In our animal model, we performed both SG and LG artery ligation to mimic the actual surgical procedure in an esophageal patient (34-37). The RGEA, a dominant artery supplying blood to the gastric conduit, was intentionally ligated to induce gastric conduit ischemia. When ICG was administered, the NIR fluorescent signal mainly appeared on the esophagus and not on the gastric conduit side (Figure 3). At that point in time, the fluorescent SBR of the gastric conduit was lower than that of the esophagus. We additionally verified that gastric conduit perfusion recovered within 180 s after release of the ligation of the RGEA in the pig model. Although this ischemic model differs from a clinical scenario, in which the RGEA should not be ligated during esophageal reconstruction, we successfully developed the reversible gastric conduit ischemia model using ligation and release of the RGEA for evaluating the performance of ICFIS in ischemic area detection. We thought that the performance of the NIR fluorescent imaging system should be confirmed for accurate evaluation of gastric conduit perfusion in real time at the specific animal models.

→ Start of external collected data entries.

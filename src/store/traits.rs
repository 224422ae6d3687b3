//! `PreferenceStore`, the key-value port behind user preferences.

use async_trait::async_trait;

use crate::error::StoreError;

/// Per-user JSON settings, keyed by `(user_id, key)`.
#[async_trait]
pub trait PreferenceStore: Send + Sync {
    async fn get_setting(
        &self,
        user_id: &str,
        key: &str,
    ) -> Result<Option<serde_json::Value>, StoreError>;

    /// Insert or replace a setting.
    async fn set_setting(
        &self,
        user_id: &str,
        key: &str,
        value: &serde_json::Value,
    ) -> Result<(), StoreError>;

    /// Remove a setting. Returns whether it existed.
    async fn delete_setting(&self, user_id: &str, key: &str) -> Result<bool, StoreError>;
}
use std::sync::Arc;

use krushi_mitra::cli::{self, TerminalNavigator};
use krushi_mitra::config::{AppConfig, UserPreferences, WizardConfig, settings_keys};
use krushi_mitra::onboarding::geolocation::{FixedLocation, LocationProvider, UnsupportedLocation};
use krushi_mitra::onboarding::{
    AuthenticatedUser, DemoUser, GeolocationAcquirer, LocalSession, ReviewSummary, Session,
    SessionProvider, WizardController,
};
use krushi_mitra::store::{LibSqlPreferenceStore, PreferenceStore};

#[tokio::main]
async fn main() -> anyhow::Result<()> {
    tracing_subscriber::fmt()
        .with_env_filter(
            tracing_subscriber::EnvFilter::try_from_default_env()
                .unwrap_or_else(|_| tracing_subscriber::EnvFilter::new("info")),
        )
        .with_target(false)
        .with_writer(std::io::stderr)
        .init();

    let config = AppConfig::from_env()?;

    eprintln!("🌾 Krushi Mitra v{}", env!("CARGO_PKG_VERSION"));
    eprintln!("   Database: {}", config.db_path.display());
    eprintln!(
        "   Session: {} ({})",
        config.user_name,
        if config.demo { "demo" } else { "farmer" }
    );

    // ── Preferences ──────────────────────────────────────────────────────
    let store: Arc<dyn PreferenceStore> =
        Arc::new(LibSqlPreferenceStore::new_local(&config.db_path).await?);
    let preferences = UserPreferences::load(store.as_ref(), &config.user_id).await?;

    let already_onboarded = store
        .get_setting(&config.user_id, settings_keys::ONBOARDING_COMPLETED)
        .await?
        .and_then(|v| v.as_bool())
        .unwrap_or(false);
    if already_onboarded && !config.demo {
        eprintln!("   Onboarding already complete for {}.", config.user_id);
        return Ok(());
    }

    // ── Session ──────────────────────────────────────────────────────────
    let session = if config.demo {
        Session::DemoAccount(DemoUser {
            name: config.user_name.clone(),
        })
    } else {
        Session::Authenticated(AuthenticatedUser {
            id: uuid::Uuid::new_v4(),
            name: config.user_name.clone(),
            phone: String::new(),
            onboarding_completed: false,
            onboarding_completed_at: None,
        })
    };
    let session = Arc::new(LocalSession::new(session));

    let provider: Arc<dyn LocationProvider> = match config.location {
        Some(coords) => Arc::new(FixedLocation(coords)),
        None => Arc::new(UnsupportedLocation),
    };
    eprintln!(
        "   Location: {}\n   Type 'help' for commands.",
        if config.location.is_some() { "fixed" } else { "unavailable" }
    );

    let wizard = WizardController::new(
        WizardConfig {
            preferences,
            ..WizardConfig::default()
        },
        session.clone(),
        Arc::new(TerminalNavigator),
    );

    let outcome = cli::run(wizard, GeolocationAcquirer::new(provider), cli::stdin_lines()).await;

    outcome
        .preferences
        .save(store.as_ref(), &config.user_id)
        .await?;

    if let Some(done) = outcome.completion {
        if done.marked_complete {
            store
                .set_setting(
                    &config.user_id,
                    settings_keys::ONBOARDING_COMPLETED,
                    &serde_json::Value::Bool(true),
                )
                .await?;
        }
        println!("{}", ReviewSummary::from_draft(&done.draft).to_text());
        eprintln!(
            "   Welcome, {}! Onboarding finished.",
            session.session().display_name()
        );
    }

    Ok(())
}
//! MCP Tool Definitions
//!
//! Tool names and input schemas are derived from the entity families and
//! their catalogs: every nested collection a catalog declares gets add,
//! update and move tools, and record schemas are shown in their public shape.

use serde_json::{json, Map, Value};

use appmodel_types::{ChildKind, Family};

use super::protocol::Tool;
use crate::catalog::FamilyCatalog;
use crate::engine::PropertyProjector;
use crate::facade::{Toolbox, ViewCommand};

pub const OWNER_ARG: &str = "owner_object_name";

const OWNER_LOOKUP: &str = "Name of the owning data object. When omitted, the first match in \
                            document order is used.";

/// What a tool does, independent of its arguments.
#[derive(Debug, Clone, Copy, PartialEq, Eq)]
pub enum ToolRoute {
    List(Family),
    Get(Family),
    Add(Family),
    Update(Family),
    Replace(Family),
    AddChild(Family, ChildKind),
    UpdateChild(Family, ChildKind),
    MoveChild(Family, ChildKind),
    OpenView(ViewCommand),
    SaveModel,
    ModelStatus,
    AuthStatus,
}

impl ToolRoute {
    pub fn name(self) -> String {
        match self {
            ToolRoute::List(family) => format!("list_{}", family.collection_slug().replace('-', "_")),
            ToolRoute::Get(family) => format!("get_{}", family.key()),
            ToolRoute::Add(family) => format!("add_{}", family.key()),
            ToolRoute::Update(family) => format!("update_{}", family.key()),
            ToolRoute::Replace(family) => format!("replace_{}", family.key()),
            ToolRoute::AddChild(family, kind) => format!("add_{}_{}", family.key(), kind.key()),
            ToolRoute::UpdateChild(family, kind) => {
                format!("update_{}_{}", family.key(), kind.key())
            }
            ToolRoute::MoveChild(family, kind) => format!("move_{}_{}", family.key(), kind.key()),
            ToolRoute::OpenView(view) => view.tool_name().to_string(),
            ToolRoute::SaveModel => "save_model".into(),
            ToolRoute::ModelStatus => "get_model_status".into(),
            ToolRoute::AuthStatus => "get_auth_status".into(),
        }
    }
}

/// Every route the toolbox serves, in listing order.
pub fn routes(toolbox: &Toolbox) -> Vec<ToolRoute> {
    let mut routes = vec![
        ToolRoute::List(Family::DataObject),
        ToolRoute::Get(Family::DataObject),
        ToolRoute::Add(Family::DataObject),
        ToolRoute::Update(Family::DataObject),
    ];
    for family in Family::ALL.into_iter().filter(|f| f.is_owned()) {
        routes.extend([
            ToolRoute::List(family),
            ToolRoute::Get(family),
            ToolRoute::Add(family),
            ToolRoute::Update(family),
            ToolRoute::Replace(family),
        ]);
        for kind in toolbox.catalog(family).child_kinds() {
            routes.extend([
                ToolRoute::AddChild(family, kind),
                ToolRoute::UpdateChild(family, kind),
                ToolRoute::MoveChild(family, kind),
            ]);
        }
    }
    routes.extend([
        ToolRoute::List(Family::UserStory),
        ToolRoute::Add(Family::UserStory),
        ToolRoute::Update(Family::UserStory),
    ]);
    routes.extend(ViewCommand::ALL.into_iter().map(ToolRoute::OpenView));
    routes.extend([
        ToolRoute::SaveModel,
        ToolRoute::ModelStatus,
        ToolRoute::AuthStatus,
    ]);
    routes
}

/// Get all available MCP tools
pub fn get_tools(toolbox: &Toolbox) -> Vec<Tool> {
    routes(toolbox)
        .into_iter()
        .map(|route| describe(route, toolbox))
        .collect()
}

fn describe(route: ToolRoute, toolbox: &Toolbox) -> Tool {
    let (description, input_schema) = match route {
        ToolRoute::List(Family::DataObject) => (
            "List data objects with their property, report and flow counts.".to_string(),
            object_schema(
                vec![(
                    "data_object_name",
                    string_arg("Only the data object with this name (case-insensitive)"),
                )],
                &[],
            ),
        ),
        ToolRoute::List(Family::UserStory) => (
            "List all user stories.".to_string(),
            object_schema(vec![], &[]),
        ),
        ToolRoute::List(family) => (
            format!(
                "List {}s with their owning data object. Filters match without regard to case.",
                family.label()
            ),
            object_schema(
                vec![
                    (OWNER_ARG, string_arg("Only entities owned by this data object")),
                    (family.name_key(), string_arg("Only entities with this name")),
                ],
                &[],
            ),
        ),

        ToolRoute::Get(family) if family == Family::DataObject => (
            "Get one data object with its properties.".to_string(),
            object_schema(
                vec![(family.name_key(), string_arg("Data object name"))],
                &[family.name_key()],
            ),
        ),
        ToolRoute::Get(family) => (
            format!("Get one {} by name.", family.label()),
            object_schema(
                vec![
                    (family.name_key(), string_arg(&format!("{} name", family.label()))),
                    (OWNER_ARG, string_arg(OWNER_LOOKUP)),
                ],
                &[family.name_key()],
            ),
        ),

        ToolRoute::Add(family) if !family.is_owned() => (
            format!(
                "Add a {}. {}",
                family.label(),
                toolbox.catalog(family).description
            ),
            object_schema(
                vec![(family.key(), record_schema(toolbox.catalog(family), true))],
                &[family.key()],
            ),
        ),
        ToolRoute::Add(family) => (
            format!(
                "Add a {} to a data object. {}",
                family.label(),
                toolbox.catalog(family).description
            ),
            object_schema(
                vec![
                    (OWNER_ARG, string_arg("Data object that will own the new entity")),
                    (family.key(), record_schema(toolbox.catalog(family), true)),
                ],
                &[OWNER_ARG, family.key()],
            ),
        ),

        ToolRoute::Update(Family::UserStory) => (
            "Update fields of a user story.".to_string(),
            object_schema(
                vec![
                    (
                        Family::UserStory.name_key(),
                        string_arg("Story number, or the full story text"),
                    ),
                    ("updates", record_schema(toolbox.catalog(Family::UserStory), false)),
                ],
                &[Family::UserStory.name_key(), "updates"],
            ),
        ),
        ToolRoute::Update(family) => {
            let mut properties = vec![
                (family.name_key(), string_arg(&format!("{} name", family.label()))),
                ("updates", record_schema(toolbox.catalog(family), false)),
            ];
            if family.is_owned() {
                properties.push((OWNER_ARG, string_arg(OWNER_LOOKUP)));
            }
            (
                format!(
                    "Update fields of a {}. Only the fields given are changed.",
                    family.label()
                ),
                object_schema(properties, &[family.name_key(), "updates"]),
            )
        }

        ToolRoute::Replace(family) => (
            format!(
                "Replace a {} with a complete record, nested collections included.",
                family.label()
            ),
            object_schema(
                vec![
                    (family.name_key(), string_arg(&format!("{} to replace", family.label()))),
                    (OWNER_ARG, string_arg(OWNER_LOOKUP)),
                    (family.key(), record_schema(toolbox.catalog(family), true)),
                ],
                &[family.name_key(), family.key()],
            ),
        ),

        ToolRoute::AddChild(family, kind) => (
            format!("Append a {} to a {}.", kind.label(), family.label()),
            object_schema(
                vec![
                    (family.name_key(), string_arg(&format!("{} name", family.label()))),
                    (OWNER_ARG, string_arg(OWNER_LOOKUP)),
                    (kind.key(), child_schema(toolbox.catalog(family), kind, true)),
                ],
                &[family.name_key(), kind.key()],
            ),
        ),
        ToolRoute::UpdateChild(family, kind) => (
            format!("Update fields of a {} in a {}.", kind.label(), family.label()),
            object_schema(
                vec![
                    (family.name_key(), string_arg(&format!("{} name", family.label()))),
                    (OWNER_ARG, string_arg(OWNER_LOOKUP)),
                    (kind.name_key(), string_arg(&format!("{} to update", kind.label()))),
                    ("updates", child_schema(toolbox.catalog(family), kind, false)),
                ],
                &[family.name_key(), kind.name_key(), "updates"],
            ),
        ),
        ToolRoute::MoveChild(family, kind) => (
            format!(
                "Move a {} of a {} to a new zero-based position.",
                kind.label(),
                family.label()
            ),
            object_schema(
                vec![
                    (family.name_key(), string_arg(&format!("{} name", family.label()))),
                    (OWNER_ARG, string_arg(OWNER_LOOKUP)),
                    (
                        kind.name_key(),
                        string_arg(&format!("{} to move (exact match)", kind.label())),
                    ),
                    (
                        "new_position",
                        json!({"type": "integer", "description": "Target index, 0 to count - 1"}),
                    ),
                ],
                &[family.name_key(), kind.name_key(), "new_position"],
            ),
        ),

        ToolRoute::OpenView(view) => {
            let schema = match view.target_arg() {
                Some(arg) => object_schema(vec![(arg, string_arg("Entity to show"))], &[arg]),
                None => object_schema(vec![], &[]),
            };
            (view.description().to_string(), schema)
        }
        ToolRoute::SaveModel => (
            "Save the model document to disk.".to_string(),
            object_schema(vec![], &[]),
        ),
        ToolRoute::ModelStatus => (
            "Report unsaved changes and entity counts of the open model.".to_string(),
            object_schema(vec![], &[]),
        ),
        ToolRoute::AuthStatus => (
            "Report whether the user is logged in to the model services.".to_string(),
            object_schema(vec![], &[]),
        ),
    };
    Tool {
        name: route.name(),
        description: description.trim_end().to_string(),
        input_schema,
    }
}

fn string_arg(description: &str) -> Value {
    json!({"type": "string", "description": description})
}

fn object_schema(properties: Vec<(&str, Value)>, required: &[&str]) -> Value {
    let properties: Map<String, Value> = properties
        .into_iter()
        .map(|(name, schema)| (name.to_string(), schema))
        .collect();
    json!({
        "type": "object",
        "properties": properties,
        "required": required,
    })
}

/// Public-shape schema of a family record; partial schemas drop `required`.
fn record_schema(catalog: &FamilyCatalog, full: bool) -> Value {
    PropertyProjector::new(&catalog.projection)
        .to_public_schema(&catalog.schema.to_json_schema(full))
}

fn child_schema(catalog: &FamilyCatalog, kind: ChildKind, full: bool) -> Value {
    match catalog.child(kind) {
        Some(child) => PropertyProjector::new(&child.projection)
            .to_public_schema(&child.schema.to_json_schema(full)),
        None => json!({"type": "object"}),
    }
}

We also evaluated whether the ICFIS could distinguish a slight difference based on the injection route of ICG by comparing the NIR fluorescent signal stabilization time. Although there was no statistical difference in fluorescence signal intensity, the central route diagnosed the ischemic region more rapidly than the peripheral route (Figure 4). Because the majority of patients undergoing esophagectomy will have their central line secured, use of central injection will allow the diagnosis of ischemia 180 s faster than with peripheral injection.

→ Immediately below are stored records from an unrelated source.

//! Shared types for the application-model bridge.
//!
//! Both sides of the loopback bridge depend on this crate:
//! - `document` - the hierarchical model (namespaces, data objects, reports, flows)
//! - `kind` - discriminant classification of the shared `objectWorkflow` array
//! - `family` - entity families and their nested child collections
//! - `wire` - request/response envelopes for the data and command planes
//!
//! # Model shape
//!
//! ```text
//! Document
//! └── root
//!     └── namespace[]
//!         ├── object[]  (DataObject)
//!         │   ├── report[]          -> reportColumn[] / reportButton[] / reportParam[]
//!         │   └── objectWorkflow[]  -> PageInitFlow | Workflow | WorkflowTask | GeneralFlow
//!         └── userStory[]
//! ```

pub mod document;
pub mod family;
pub mod kind;
pub mod wire;

pub use document::{
    merge_into, DataObject, Document, FlowRecord, Item, ModelError, ModelRoot, Namespace, Report,
    UserStory,
};
pub use family::{ChildKind, Family};
pub use kind::{has_page_init_suffix, Classification, FlowKind, KindConflict, PAGE_INIT_SUFFIXES};
pub use wire::{
    error_codes, AuthStatus, CommandRequest, CommandResponse, HostAck, LocatedRecord,
    ModelStatus, Plane,
};
//! Entity families and their nested child collections.
//!
//! A family names one kind of top-level entity the tools operate on. Its slug
//! forms the data-plane action path (`add-report`, `move-workflow-param`) and
//! its key names the body field carrying the entity.

use serde::{Deserialize, Serialize};

use crate::kind::FlowKind;

/// Top-level entity family.
#[derive(Debug, Clone, Copy, PartialEq, Eq, Hash, Serialize, Deserialize)]
#[serde(rename_all = "snake_case")]
pub enum Family {
    DataObject,
    Report,
    Workflow,
    GeneralFlow,
    PageInitFlow,
    UserStory,
}

impl Family {
    pub const ALL: [Family; 6] = [
        Family::DataObject,
        Family::Report,
        Family::Workflow,
        Family::GeneralFlow,
        Family::PageInitFlow,
        Family::UserStory,
    ];

    /// Path segment used in data-plane routes.
    pub fn slug(self) -> &'static str {
        match self {
            Family::DataObject => "data-object",
            Family::Report => "report",
            Family::Workflow => "workflow",
            Family::GeneralFlow => "general-flow",
            Family::PageInitFlow => "page-init-flow",
            Family::UserStory => "user-story",
        }
    }

    /// Plural path segment used by list endpoints.
    pub fn collection_slug(self) -> &'static str {
        match self {
            Family::DataObject => "data-objects",
            Family::Report => "reports",
            Family::Workflow => "workflows",
            Family::GeneralFlow => "general-flows",
            Family::PageInitFlow => "page-init-flows",
            Family::UserStory => "user-stories",
        }
    }

    /// Body/response key carrying the entity itself.
    pub fn key(self) -> &'static str {
        match self {
            Family::DataObject => "data_object",
            Family::Report => "report",
            Family::Workflow => "workflow",
            Family::GeneralFlow => "general_flow",
            Family::PageInitFlow => "page_init_flow",
            Family::UserStory => "user_story",
        }
    }

    /// Body/query key carrying the entity's identifying name.
    pub fn name_key(self) -> &'static str {
        match self {
            Family::DataObject => "data_object_name",
            Family::Report => "report_name",
            Family::Workflow => "workflow_name",
            Family::GeneralFlow => "general_flow_name",
            Family::PageInitFlow => "page_init_flow_name",
            Family::UserStory => "story_number",
        }
    }

    pub fn label(self) -> &'static str {
        match self {
            Family::DataObject => "data object",
            Family::Report => "report",
            Family::Workflow => "workflow",
            Family::GeneralFlow => "general flow",
            Family::PageInitFlow => "page init flow",
            Family::UserStory => "user story",
        }
    }

    /// Flow kind stored in `objectWorkflow` for the flow families.
    pub fn flow_kind(self) -> Option<FlowKind> {
        match self {
            Family::Workflow => Some(FlowKind::Workflow),
            Family::GeneralFlow => Some(FlowKind::GeneralFlow),
            Family::PageInitFlow => Some(FlowKind::PageInitFlow),
            _ => None,
        }
    }

    /// True for families owned by a data object.
    pub fn is_owned(self) -> bool {
        matches!(
            self,
            Family::Report | Family::Workflow | Family::GeneralFlow | Family::PageInitFlow
        )
    }

    pub fn from_slug(slug: &str) -> Option<Family> {
        Family::ALL.into_iter().find(|f| f.slug() == slug)
    }

    pub fn from_collection_slug(slug: &str) -> Option<Family> {
        Family::ALL.into_iter().find(|f| f.collection_slug() == slug)
    }
}

impl std::fmt::Display for Family {
    fn fmt(&self, f: &mut std::fmt::Formatter<'_>) -> std::fmt::Result {
        f.write_str(self.label())
    }
}

/// Nested collection kind inside a report or flow.
#[derive(Debug, Clone, Copy, PartialEq, Eq, Hash, Serialize, Deserialize)]
#[serde(rename_all = "snake_case")]
pub enum ChildKind {
    Column,
    Button,
    Param,
    OutputVar,
    Task,
}

impl ChildKind {
    pub const ALL: [ChildKind; 5] = [
        ChildKind::Column,
        ChildKind::Button,
        ChildKind::Param,
        ChildKind::OutputVar,
        ChildKind::Task,
    ];

    pub fn slug(self) -> &'static str {
        match self {
            ChildKind::Column => "column",
            ChildKind::Button => "button",
            ChildKind::Param => "param",
            ChildKind::OutputVar => "output-var",
            ChildKind::Task => "task",
        }
    }

    /// Body key carrying the item payload.
    pub fn key(self) -> &'static str {
        match self {
            ChildKind::Column => "column",
            ChildKind::Button => "button",
            ChildKind::Param => "param",
            ChildKind::OutputVar => "output_var",
            ChildKind::Task => "task",
        }
    }

    /// Body key carrying the item's identifying name.
    pub fn name_key(self) -> &'static str {
        match self {
            ChildKind::Column => "column_name",
            ChildKind::Button => "button_text",
            ChildKind::Param => "param_name",
            ChildKind::OutputVar => "output_var_name",
            ChildKind::Task => "task_name",
        }
    }

    /// Attribute inside the item that identifies it within its parent.
    pub fn key_field(self) -> &'static str {
        match self {
            ChildKind::Button => "buttonText",
            _ => "name",
        }
    }

    pub fn label(self) -> &'static str {
        match self {
            ChildKind::Column => "column",
            ChildKind::Button => "button",
            ChildKind::Param => "parameter",
            ChildKind::OutputVar => "output variable",
            ChildKind::Task => "task",
        }
    }

    /// Document array holding this child kind under `family`, if the family has one.
    pub fn collection_field(self, family: Family) -> Option<&'static str> {
        match (family, self) {
            (Family::Report, ChildKind::Column) => Some("reportColumn"),
            (Family::Report, ChildKind::Button) => Some("reportButton"),
            (Family::Report, ChildKind::Param) => Some("reportParam"),
            (Family::Workflow | Family::GeneralFlow | Family::PageInitFlow, ChildKind::Param) => {
                Some("objectWorkflowParam")
            }
            (
                Family::Workflow | Family::GeneralFlow | Family::PageInitFlow,
                ChildKind::OutputVar,
            ) => Some("objectWorkflowOutputVar"),
            (Family::GeneralFlow | Family::PageInitFlow, ChildKind::Button) => {
                Some("objectWorkflowButton")
            }
            (Family::Workflow, ChildKind::Task) => Some("dynaFlowTask"),
            _ => None,
        }
    }

    pub fn from_slug(slug: &str) -> Option<ChildKind> {
        ChildKind::ALL.into_iter().find(|c| c.slug() == slug)
    }
}

impl std::fmt::Display for ChildKind {
    fn fmt(&self, f: &mut std::fmt::Formatter<'_>) -> std::fmt::Result {
        f.write_str(self.label())
    }
}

As shown in Figure 5, in 20% of cases (2 of 10 pigs) the ischemic area in the gastric conduit could be detected by the ICFIS after release of the ligation of the RGEA. Zehetner et al. reported that delayed or non-perfused areas of the gastric conduit were detected in 66% of cases in a clinical study (38). Therefore, in each clinical case, if ischemic regions could be detected using NIR fluorescent imaging during anastomosis, complications induced by non-perfusion were able to be prevented.

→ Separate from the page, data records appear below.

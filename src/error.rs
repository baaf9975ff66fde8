//! Error taxonomy for the bridge and the tool surface.
//!
//! `BridgeError` classifies a single exchange. `ToolError` is what a tool call
//! reports back to its caller; every variant renders as a structured
//! `{success: false, error, error_code}` value rather than a tool-call failure.

use serde_json::{json, Value};
use thiserror::Error;

use appmodel_types::{error_codes, Plane};

use crate::engine::locator::LocateError;
use crate::engine::reorder::ReorderError;
use crate::engine::validator::Violation;

/// Failure of one bridge exchange.
#[derive(Debug, Error)]
pub enum BridgeError {
    /// Nothing accepted the connection (host not running) or it dropped mid-exchange.
    #[error("cannot reach the host {plane} at {url}: {reason}")]
    ConnectionRefused {
        plane: Plane,
        url: String,
        reason: String,
    },

    #[error("{plane} request to {url} timed out after {timeout_ms}ms")]
    Timeout {
        plane: Plane,
        url: String,
        timeout_ms: u64,
    },

    /// The body was not the structured document the protocol promises.
    #[error("malformed response from {url}: {reason}")]
    MalformedResponse { url: String, reason: String },

    /// The host answered `success: false`.
    #[error("{message}")]
    HostReportedFailure {
        message: String,
        code: Option<String>,
    },
}

impl BridgeError {
    pub fn code(&self) -> &'static str {
        match self {
            Self::ConnectionRefused { .. } => "CONNECTION_REFUSED",
            Self::Timeout { .. } => "TIMEOUT",
            Self::MalformedResponse { .. } => "MALFORMED_RESPONSE",
            Self::HostReportedFailure { .. } => "HOST_REPORTED_FAILURE",
        }
    }
}

/// Expected failure of a tool operation.
#[derive(Debug, Error)]
pub enum ToolError {
    #[error("Bridge unavailable: {0}. Is the host application running?")]
    BridgeUnavailable(String),

    #[error("Malformed response from host: {0}")]
    MalformedResponse(String),

    #[error("Validation failed: {}", format_violations(.0))]
    ValidationFailed(Vec<Violation>),

    #[error("{0}")]
    NotFound(String),

    #[error("{0}")]
    DuplicateName(String),

    #[error("Authentication required. Please log in to the model services before using this tool.")]
    AuthRequired,

    #[error("{0}")]
    InvalidPosition(String),

    #[error("Host rejected the request: {0}")]
    HostRejected(String),
}

fn format_violations(violations: &[Violation]) -> String {
    violations
        .iter()
        .map(|v| v.to_string())
        .collect::<Vec<_>>()
        .join("; ")
}

impl ToolError {
    pub fn code(&self) -> &'static str {
        match self {
            Self::BridgeUnavailable(_) => "BRIDGE_UNAVAILABLE",
            Self::MalformedResponse(_) => "MALFORMED_RESPONSE",
            Self::ValidationFailed(_) => "VALIDATION_FAILED",
            Self::NotFound(_) => error_codes::NOT_FOUND,
            Self::DuplicateName(_) => error_codes::DUPLICATE_NAME,
            Self::AuthRequired => "AUTH_REQUIRED",
            Self::InvalidPosition(_) => error_codes::INVALID_POSITION,
            Self::HostRejected(_) => "HOST_REJECTED",
        }
    }

    /// Structured failure value returned to the tool caller.
    pub fn to_failure(&self) -> Value {
        let mut failure = json!({
            "success": false,
            "error": self.to_string(),
            "error_code": self.code(),
        });
        if let Self::ValidationFailed(violations) = self {
            failure["violations"] = violations.iter().map(|v| json!(v.to_string())).collect();
        }
        failure
    }
}

impl From<BridgeError> for ToolError {
    fn from(err: BridgeError) -> Self {
        match err {
            BridgeError::ConnectionRefused { .. } | BridgeError::Timeout { .. } => {
                ToolError::BridgeUnavailable(err.to_string())
            }
            BridgeError::MalformedResponse { .. } => ToolError::MalformedResponse(err.to_string()),
            BridgeError::HostReportedFailure { message, code } => match code.as_deref() {
                Some(error_codes::NOT_FOUND) => ToolError::NotFound(message),
                Some(error_codes::DUPLICATE_NAME) => ToolError::DuplicateName(message),
                Some(error_codes::INVALID_POSITION) => ToolError::InvalidPosition(message),
                _ => ToolError::HostRejected(message),
            },
        }
    }
}

impl From<LocateError> for ToolError {
    fn from(err: LocateError) -> Self {
        match err {
            LocateError::NotFound { .. } => ToolError::NotFound(err.to_string()),
            LocateError::Duplicate { .. } => ToolError::DuplicateName(err.to_string()),
        }
    }
}

impl From<ReorderError> for ToolError {
    fn from(err: ReorderError) -> Self {
        match err {
            ReorderError::OutOfRange { .. } => ToolError::InvalidPosition(err.to_string()),
            ReorderError::NotFound { .. } => ToolError::NotFound(err.to_string()),
        }
    }
}

#[cfg(test)]
mod tests {
    use super::*;

    #[test]
    fn test_timeout_and_refused_are_unavailable() {
        let timeout = BridgeError::Timeout {
            plane: Plane::Data,
            url: "http://127.0.0.1:3001/api/reports".into(),
            timeout_ms: 30_000,
        };
        assert!(matches!(
            ToolError::from(timeout),
            ToolError::BridgeUnavailable(_)
        ));

        let refused = BridgeError::ConnectionRefused {
            plane: Plane::Command,
            url: "http://127.0.0.1:3002/api/auth-status".into(),
            reason: "connection refused".into(),
        };
        let tool_err = ToolError::from(refused);
        assert_eq!(tool_err.code(), "BRIDGE_UNAVAILABLE");
        assert!(tool_err.to_string().contains("command-plane"));
    }

    #[test]
    fn test_host_codes_map_to_taxonomy() {
        let dup = BridgeError::HostReportedFailure {
            message: "A report named 'CustomerList' already exists".into(),
            code: Some(error_codes::DUPLICATE_NAME.into()),
        };
        assert!(matches!(ToolError::from(dup), ToolError::DuplicateName(_)));

        let other = BridgeError::HostReportedFailure {
            message: "disk full".into(),
            code: None,
        };
        assert!(matches!(ToolError::from(other), ToolError::HostRejected(_)));
    }

    #[test]
    fn test_validation_failure_lists_violations() {
        let err = ToolError::ValidationFailed(vec![
            Violation::new("visualizationType", "must be one of: Grid, Navigation"),
            Violation::new("name", "is required"),
        ]);
        let failure = err.to_failure();
        assert_eq!(failure["success"], json!(false));
        assert_eq!(failure["error_code"], json!("VALIDATION_FAILED"));
        assert_eq!(
            failure["violations"],
            json!([
                "visualizationType: must be one of: Grid, Navigation",
                "name: is required"
            ])
        );
    }

    #[test]
    fn test_auth_required_message() {
        let failure = ToolError::AuthRequired.to_failure();
        assert!(failure["error"]
            .as_str()
            .unwrap()
            .starts_with("Authentication required"));
    }
}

The ICFIS can be a competitive solution because it allows visualization over a wide ROI and provides intuitive perfusion information. Recently the SPY system, which can provide real-time intraoperative assessment of both gross and microperfusion, was used to assess gastric conduit perfusion in 150 patients undergoing esophagectomy (38). In our study, we used an ischemic animal model in an evaluation of the sensitivity and utility of ICFIS for real-time diagnosis of ischemic areas of the gastric conduit. Since the ICFIS is similar to the SPY system, its use may lead to altered surgical plans during esophagectomy using laser-assisted fluorescent-dye ICG angiography. However, a prospective study is needed to determine the incidence of anastomotic complications in which two groups of pigs are compared, groups with and without resection of an identified ischemic gastric region.
Conclusions
Using the ICFIS, we have shown that a simple ICG injection can help surgeons easily identify ischemic areas induced by ligation of the RGEA in large animals. Therefore, surgeons using the ICFIS can evaluate blood perfusion and perform a properly modified surgical procedure during an esophagectomy. Thus, the ICFIS-guided reconstruction after esophagectomy may be an optimal choice for surgery in patients with esophageal cancer.
Acknowledgements
Funding: This work was supported by a Korea University Grant and a grant from the Korean Health Technology R&D Project, Ministry of Health & Welfare, Republic of Korea (No. HI17C0654 and HI13C1501).
Footnote
Conflicts of Interest: The authors have no conflicts of interest to declare.
Ethical Statement: This study was approved by Institutional Animal Care and Use Committee of Korea University (No. KOREA-2017-0030).